### WHAT YOU WILL DO
Return each line of the data below that contains the string "already".

### AVAILABLE DATA
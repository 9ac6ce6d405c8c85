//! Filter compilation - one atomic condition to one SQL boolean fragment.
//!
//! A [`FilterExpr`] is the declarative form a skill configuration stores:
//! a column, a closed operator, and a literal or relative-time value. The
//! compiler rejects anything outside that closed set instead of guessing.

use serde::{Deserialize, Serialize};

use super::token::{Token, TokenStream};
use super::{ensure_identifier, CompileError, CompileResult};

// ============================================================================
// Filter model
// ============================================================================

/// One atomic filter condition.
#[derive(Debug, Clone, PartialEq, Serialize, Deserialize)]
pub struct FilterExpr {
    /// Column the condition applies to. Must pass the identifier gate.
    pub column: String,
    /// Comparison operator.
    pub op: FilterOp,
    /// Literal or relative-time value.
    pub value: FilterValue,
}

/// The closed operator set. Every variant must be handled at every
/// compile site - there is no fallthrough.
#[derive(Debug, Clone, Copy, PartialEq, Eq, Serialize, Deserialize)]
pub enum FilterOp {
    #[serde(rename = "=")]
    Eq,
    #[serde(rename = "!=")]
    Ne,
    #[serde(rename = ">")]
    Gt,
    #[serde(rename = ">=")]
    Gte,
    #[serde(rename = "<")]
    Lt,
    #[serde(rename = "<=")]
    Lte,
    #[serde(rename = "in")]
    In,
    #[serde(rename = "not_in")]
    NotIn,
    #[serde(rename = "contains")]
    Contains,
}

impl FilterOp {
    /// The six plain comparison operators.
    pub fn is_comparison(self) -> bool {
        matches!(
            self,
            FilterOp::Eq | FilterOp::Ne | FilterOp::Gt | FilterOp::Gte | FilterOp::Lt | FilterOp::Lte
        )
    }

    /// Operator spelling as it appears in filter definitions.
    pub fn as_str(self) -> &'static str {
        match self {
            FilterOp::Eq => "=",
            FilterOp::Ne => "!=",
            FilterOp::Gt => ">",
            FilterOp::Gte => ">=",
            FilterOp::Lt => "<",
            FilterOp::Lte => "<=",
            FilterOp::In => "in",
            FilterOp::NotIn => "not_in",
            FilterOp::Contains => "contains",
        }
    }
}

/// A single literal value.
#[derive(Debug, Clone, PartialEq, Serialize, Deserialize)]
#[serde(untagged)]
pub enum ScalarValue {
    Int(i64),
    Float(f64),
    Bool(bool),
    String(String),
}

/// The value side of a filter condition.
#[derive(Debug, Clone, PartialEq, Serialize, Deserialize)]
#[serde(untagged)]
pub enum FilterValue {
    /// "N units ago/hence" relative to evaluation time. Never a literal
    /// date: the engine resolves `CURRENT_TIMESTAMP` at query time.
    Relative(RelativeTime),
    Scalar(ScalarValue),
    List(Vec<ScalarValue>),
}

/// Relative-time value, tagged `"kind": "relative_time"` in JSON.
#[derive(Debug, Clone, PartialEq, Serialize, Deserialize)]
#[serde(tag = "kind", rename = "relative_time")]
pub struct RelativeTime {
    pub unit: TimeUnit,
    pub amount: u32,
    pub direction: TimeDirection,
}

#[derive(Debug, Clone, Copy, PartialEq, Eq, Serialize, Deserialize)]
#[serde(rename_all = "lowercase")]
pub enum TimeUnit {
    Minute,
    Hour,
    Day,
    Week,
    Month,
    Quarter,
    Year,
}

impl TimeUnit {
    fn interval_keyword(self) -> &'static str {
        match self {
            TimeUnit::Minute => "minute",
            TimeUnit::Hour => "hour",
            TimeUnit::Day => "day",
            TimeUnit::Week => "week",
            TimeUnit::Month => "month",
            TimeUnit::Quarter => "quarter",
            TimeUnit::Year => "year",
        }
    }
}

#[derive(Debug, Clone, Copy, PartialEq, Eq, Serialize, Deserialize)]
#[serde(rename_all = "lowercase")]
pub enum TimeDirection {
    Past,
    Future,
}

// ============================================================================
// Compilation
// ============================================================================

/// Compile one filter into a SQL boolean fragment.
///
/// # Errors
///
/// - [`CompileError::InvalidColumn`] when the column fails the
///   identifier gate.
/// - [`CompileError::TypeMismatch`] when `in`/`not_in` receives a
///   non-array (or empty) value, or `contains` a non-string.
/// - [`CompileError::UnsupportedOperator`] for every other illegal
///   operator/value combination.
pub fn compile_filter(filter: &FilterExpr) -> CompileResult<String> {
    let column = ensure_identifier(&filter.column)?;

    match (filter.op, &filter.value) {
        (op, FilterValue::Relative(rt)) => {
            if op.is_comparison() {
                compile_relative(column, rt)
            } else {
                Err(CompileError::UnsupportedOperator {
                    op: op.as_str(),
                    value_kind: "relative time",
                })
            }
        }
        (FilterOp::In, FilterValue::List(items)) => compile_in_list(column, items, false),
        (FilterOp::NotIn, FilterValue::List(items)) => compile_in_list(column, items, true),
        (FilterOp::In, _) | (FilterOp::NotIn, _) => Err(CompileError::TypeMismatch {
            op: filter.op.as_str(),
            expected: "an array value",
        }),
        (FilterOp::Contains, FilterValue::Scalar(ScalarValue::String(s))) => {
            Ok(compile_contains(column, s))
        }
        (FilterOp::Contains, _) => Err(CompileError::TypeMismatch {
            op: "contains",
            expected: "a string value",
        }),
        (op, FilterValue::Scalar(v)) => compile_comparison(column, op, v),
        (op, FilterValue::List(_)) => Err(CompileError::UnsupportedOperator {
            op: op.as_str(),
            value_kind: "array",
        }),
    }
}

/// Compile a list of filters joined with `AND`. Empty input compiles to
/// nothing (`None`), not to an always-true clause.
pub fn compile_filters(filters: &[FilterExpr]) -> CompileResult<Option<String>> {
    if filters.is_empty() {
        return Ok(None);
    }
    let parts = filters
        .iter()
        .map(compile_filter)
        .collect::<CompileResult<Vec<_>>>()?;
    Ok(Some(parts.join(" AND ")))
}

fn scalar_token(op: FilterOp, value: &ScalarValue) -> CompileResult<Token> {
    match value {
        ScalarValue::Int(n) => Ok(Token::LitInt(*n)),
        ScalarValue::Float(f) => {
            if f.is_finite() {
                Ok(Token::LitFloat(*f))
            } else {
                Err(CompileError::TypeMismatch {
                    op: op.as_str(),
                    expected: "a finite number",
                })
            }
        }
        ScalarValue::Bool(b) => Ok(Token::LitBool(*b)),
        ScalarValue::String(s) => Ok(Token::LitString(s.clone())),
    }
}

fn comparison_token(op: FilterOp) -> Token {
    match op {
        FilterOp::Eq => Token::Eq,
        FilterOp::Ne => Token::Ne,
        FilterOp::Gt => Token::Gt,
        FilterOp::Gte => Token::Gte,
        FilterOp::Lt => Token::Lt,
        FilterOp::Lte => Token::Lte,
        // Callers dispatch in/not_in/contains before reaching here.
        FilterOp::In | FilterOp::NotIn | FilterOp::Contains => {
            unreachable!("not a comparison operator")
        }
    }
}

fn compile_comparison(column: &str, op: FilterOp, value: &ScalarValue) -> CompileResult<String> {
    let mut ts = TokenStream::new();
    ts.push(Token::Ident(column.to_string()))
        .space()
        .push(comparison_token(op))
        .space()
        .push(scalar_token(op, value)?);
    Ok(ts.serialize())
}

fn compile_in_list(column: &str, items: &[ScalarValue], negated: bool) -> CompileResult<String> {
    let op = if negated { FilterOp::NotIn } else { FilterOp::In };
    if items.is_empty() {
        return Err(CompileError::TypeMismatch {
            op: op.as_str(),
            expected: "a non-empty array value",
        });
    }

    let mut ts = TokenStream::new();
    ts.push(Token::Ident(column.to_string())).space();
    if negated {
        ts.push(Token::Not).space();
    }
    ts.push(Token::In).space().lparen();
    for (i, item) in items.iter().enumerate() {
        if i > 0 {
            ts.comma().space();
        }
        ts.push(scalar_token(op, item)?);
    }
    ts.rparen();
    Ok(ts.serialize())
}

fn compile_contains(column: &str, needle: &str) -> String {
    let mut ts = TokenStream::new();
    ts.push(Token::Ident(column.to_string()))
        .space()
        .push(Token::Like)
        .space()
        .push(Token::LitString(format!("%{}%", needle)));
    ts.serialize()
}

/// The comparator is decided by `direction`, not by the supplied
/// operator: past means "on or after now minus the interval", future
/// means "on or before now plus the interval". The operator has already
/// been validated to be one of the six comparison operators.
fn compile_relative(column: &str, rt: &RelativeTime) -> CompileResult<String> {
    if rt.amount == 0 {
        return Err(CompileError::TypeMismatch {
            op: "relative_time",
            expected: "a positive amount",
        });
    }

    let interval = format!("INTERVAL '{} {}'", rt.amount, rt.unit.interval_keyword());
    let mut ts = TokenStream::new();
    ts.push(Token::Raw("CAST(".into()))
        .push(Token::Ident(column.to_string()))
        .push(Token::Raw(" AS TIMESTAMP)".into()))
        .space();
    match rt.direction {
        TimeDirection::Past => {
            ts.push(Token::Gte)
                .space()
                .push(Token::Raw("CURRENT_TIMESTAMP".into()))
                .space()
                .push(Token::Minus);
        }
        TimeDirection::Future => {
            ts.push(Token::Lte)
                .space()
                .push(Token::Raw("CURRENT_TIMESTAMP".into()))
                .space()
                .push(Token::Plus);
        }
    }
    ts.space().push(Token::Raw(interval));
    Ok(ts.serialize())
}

--

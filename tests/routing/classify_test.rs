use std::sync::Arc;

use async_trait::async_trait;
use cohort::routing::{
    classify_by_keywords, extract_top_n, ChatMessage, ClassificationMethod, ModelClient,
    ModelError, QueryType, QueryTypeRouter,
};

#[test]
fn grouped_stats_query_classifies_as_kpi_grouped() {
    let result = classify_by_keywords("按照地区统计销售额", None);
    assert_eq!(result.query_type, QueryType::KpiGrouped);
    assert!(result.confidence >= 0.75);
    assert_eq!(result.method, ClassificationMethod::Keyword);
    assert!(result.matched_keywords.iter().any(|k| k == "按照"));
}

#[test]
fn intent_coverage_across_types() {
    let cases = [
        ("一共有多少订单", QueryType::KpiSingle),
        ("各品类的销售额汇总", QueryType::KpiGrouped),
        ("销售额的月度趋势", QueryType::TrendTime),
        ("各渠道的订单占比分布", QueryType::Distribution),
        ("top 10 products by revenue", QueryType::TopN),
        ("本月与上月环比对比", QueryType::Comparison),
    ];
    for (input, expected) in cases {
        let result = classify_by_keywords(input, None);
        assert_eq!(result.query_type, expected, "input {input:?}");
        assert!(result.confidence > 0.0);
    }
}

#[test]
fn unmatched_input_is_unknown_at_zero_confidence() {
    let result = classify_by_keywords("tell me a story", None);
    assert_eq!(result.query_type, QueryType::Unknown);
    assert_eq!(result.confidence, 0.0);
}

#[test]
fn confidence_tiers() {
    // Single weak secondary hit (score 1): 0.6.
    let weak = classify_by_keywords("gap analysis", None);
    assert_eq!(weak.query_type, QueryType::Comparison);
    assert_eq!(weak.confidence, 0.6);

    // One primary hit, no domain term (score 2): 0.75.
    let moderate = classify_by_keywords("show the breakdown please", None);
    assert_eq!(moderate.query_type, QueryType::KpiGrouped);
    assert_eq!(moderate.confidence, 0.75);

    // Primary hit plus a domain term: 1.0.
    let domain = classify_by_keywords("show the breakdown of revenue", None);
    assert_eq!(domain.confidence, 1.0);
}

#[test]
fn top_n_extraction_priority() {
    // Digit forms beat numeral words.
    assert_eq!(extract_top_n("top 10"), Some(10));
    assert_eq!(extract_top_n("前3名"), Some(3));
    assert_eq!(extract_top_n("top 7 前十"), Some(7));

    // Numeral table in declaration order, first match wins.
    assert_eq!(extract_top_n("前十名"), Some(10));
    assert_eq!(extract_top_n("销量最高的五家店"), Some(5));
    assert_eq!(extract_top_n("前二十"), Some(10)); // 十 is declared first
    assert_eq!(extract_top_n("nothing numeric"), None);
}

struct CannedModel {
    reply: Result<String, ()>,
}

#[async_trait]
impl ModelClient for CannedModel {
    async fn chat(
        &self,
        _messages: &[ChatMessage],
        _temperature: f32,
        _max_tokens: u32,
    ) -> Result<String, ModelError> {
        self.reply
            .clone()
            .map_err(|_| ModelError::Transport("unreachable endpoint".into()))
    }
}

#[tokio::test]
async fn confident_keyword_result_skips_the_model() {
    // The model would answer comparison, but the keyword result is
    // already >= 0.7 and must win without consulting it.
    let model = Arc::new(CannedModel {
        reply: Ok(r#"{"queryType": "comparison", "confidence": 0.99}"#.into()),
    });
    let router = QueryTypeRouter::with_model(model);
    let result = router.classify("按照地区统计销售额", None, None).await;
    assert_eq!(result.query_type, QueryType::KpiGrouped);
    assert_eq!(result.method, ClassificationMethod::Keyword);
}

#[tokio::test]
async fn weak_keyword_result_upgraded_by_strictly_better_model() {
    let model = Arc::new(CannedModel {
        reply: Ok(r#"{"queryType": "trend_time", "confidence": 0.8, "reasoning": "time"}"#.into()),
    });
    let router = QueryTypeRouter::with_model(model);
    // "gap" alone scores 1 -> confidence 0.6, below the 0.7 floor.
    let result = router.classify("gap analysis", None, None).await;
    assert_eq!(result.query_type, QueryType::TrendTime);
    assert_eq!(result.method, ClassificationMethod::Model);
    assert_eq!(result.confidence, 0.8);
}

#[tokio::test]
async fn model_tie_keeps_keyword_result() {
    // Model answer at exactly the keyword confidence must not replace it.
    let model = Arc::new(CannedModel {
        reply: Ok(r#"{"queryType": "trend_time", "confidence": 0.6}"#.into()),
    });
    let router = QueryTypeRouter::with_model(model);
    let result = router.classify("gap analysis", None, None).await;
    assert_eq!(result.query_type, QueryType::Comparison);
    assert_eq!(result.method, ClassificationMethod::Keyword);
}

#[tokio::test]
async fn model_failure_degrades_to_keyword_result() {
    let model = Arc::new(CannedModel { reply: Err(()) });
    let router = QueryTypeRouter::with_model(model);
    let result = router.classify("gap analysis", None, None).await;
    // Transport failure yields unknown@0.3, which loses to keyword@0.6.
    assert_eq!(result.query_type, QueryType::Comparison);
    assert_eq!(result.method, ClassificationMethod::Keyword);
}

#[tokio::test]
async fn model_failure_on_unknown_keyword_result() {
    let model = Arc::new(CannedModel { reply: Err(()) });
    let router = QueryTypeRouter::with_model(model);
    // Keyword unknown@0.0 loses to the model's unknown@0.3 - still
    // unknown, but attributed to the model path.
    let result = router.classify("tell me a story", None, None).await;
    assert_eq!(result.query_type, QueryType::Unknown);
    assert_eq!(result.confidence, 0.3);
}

* * *

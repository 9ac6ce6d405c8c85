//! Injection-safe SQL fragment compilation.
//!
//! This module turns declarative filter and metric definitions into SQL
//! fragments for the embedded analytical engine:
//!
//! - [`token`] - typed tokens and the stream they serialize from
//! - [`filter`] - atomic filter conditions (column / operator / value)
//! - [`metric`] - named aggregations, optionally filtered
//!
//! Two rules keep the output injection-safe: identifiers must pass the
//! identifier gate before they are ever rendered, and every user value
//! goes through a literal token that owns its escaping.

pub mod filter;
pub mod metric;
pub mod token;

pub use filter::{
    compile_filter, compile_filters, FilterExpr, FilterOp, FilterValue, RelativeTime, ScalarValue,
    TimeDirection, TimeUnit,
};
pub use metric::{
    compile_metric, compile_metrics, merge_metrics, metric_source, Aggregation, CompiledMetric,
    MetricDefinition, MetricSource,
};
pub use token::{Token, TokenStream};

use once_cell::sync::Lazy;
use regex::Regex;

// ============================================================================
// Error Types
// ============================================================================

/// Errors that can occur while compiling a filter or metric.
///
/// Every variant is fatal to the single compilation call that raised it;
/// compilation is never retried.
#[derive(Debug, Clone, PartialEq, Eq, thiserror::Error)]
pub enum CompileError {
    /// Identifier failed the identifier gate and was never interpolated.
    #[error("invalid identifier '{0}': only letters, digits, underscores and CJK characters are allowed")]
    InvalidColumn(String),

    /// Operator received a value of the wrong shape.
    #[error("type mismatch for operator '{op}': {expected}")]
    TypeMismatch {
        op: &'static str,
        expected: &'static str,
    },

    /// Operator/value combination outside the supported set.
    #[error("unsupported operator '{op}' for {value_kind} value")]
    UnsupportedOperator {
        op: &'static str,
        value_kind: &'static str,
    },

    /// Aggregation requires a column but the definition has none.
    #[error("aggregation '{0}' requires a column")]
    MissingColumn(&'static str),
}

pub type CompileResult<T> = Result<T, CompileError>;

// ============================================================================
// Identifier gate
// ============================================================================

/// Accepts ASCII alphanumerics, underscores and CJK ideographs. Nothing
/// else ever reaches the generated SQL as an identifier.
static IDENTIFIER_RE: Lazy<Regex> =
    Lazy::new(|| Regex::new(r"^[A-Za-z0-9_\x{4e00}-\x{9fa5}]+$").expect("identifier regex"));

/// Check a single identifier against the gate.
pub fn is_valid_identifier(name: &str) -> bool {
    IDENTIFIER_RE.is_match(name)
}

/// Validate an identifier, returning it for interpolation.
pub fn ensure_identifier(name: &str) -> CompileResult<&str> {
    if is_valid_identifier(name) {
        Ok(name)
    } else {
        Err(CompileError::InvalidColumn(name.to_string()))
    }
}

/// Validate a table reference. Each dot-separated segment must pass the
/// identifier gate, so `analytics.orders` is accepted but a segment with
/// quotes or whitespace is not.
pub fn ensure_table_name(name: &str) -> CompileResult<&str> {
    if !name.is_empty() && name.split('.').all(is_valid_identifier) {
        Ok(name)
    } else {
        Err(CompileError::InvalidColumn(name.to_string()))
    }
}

### REPLY TO THE EXERCISE
/// means "on or before now plus the interval". The operator has already
    // already >= 0.7 and must win without consulting it.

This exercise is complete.